What if...I had an abortion.
What if....I had an abortion. I was 30 years old, pregnant and absolutely terrified. All of these thoughts kept filling my head…. “What have I done?” “What would I tell my family?” “I’m too selfish to have a child!” And the worst part, I had no excuse for what happened. I wasn’t sixteen. I was a grown woman. The decision should be simple, right? But it wasn’t that easy for me. My family would not be happy under the circumstances. My friends would judge me harshly for sure. This wasn’t my plan. I wanted a family, marriage, stability…but instead, I was alone, lost, and confused. A good friend suggested I call Women’s Care Medical Center.
What if….I never made that call. But I did call. I made an appointment and everyone I met that day seemed to genuinely care, and more so, understand my position. The center provided me with answers to my questions without any pressure to decide one way or another. In the end, the choice was mine alone. I could walk out that day, schedule an abortion and never look back.
What if…I had refused the ultrasound. I was offered an ultrasound, and for some reason I agreed. I was met with another kind and compassionate woman, helping me, listening to my fears, and explaining the procedure, what I may or may not see. And then….there it was. A tiny shape with a tiny heartbeat, a tiny soul deep within me. A baby. My baby. And I knew. Any previous doubts were gone. There on that ultrasound screen was the answer to the prayer I did not realize I was praying. I cannot imagine what would have happened had I not come to Women’s Care Medical Center.

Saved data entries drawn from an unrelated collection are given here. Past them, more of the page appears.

//! Login sessions and password-reset tokens.
//!
//! Only SHA-256 digests of tokens are ever persisted; the raw token lives in
//! the client's cookie or reset link.

use chrono::{DateTime, Utc};
use serde::{Deserialize, Serialize};
use uuid::Uuid;

#[derive(Debug, Clone, PartialEq, Eq, Serialize, Deserialize)]
pub struct Session {
  pub token_hash: String,
  pub user_id:    Uuid,
  pub created_at: DateTime<Utc>,
  pub expires_at: DateTime<Utc>,
}

impl Session {
  pub fn is_expired(&self, now: DateTime<Utc>) -> bool { now >= self.expires_at }
}

/// A single-use password-reset grant.
#[derive(Debug, Clone, PartialEq, Eq, Serialize, Deserialize)]
pub struct PasswordReset {
  pub token_hash: String,
  pub user_id:    Uuid,
  pub created_at: DateTime<Utc>,
  pub expires_at: DateTime<Utc>,
  pub used_at:    Option<DateTime<Utc>>,
}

What if….Phoenix was never born. I cannot imagine. God gave me purpose that day. A reason to live, a reason to breathe. To appreciate the good days and the days I can barely crawl out of bed. The midnight cries, the little handprints, the toothless grins and baby laughs. God took those broken pieces and made me into something whole. By making the one right decision, God has blessed me with so much more than I ever deserved. Because of Women’s Care Medical Center....
Thank God I never have to live with what if.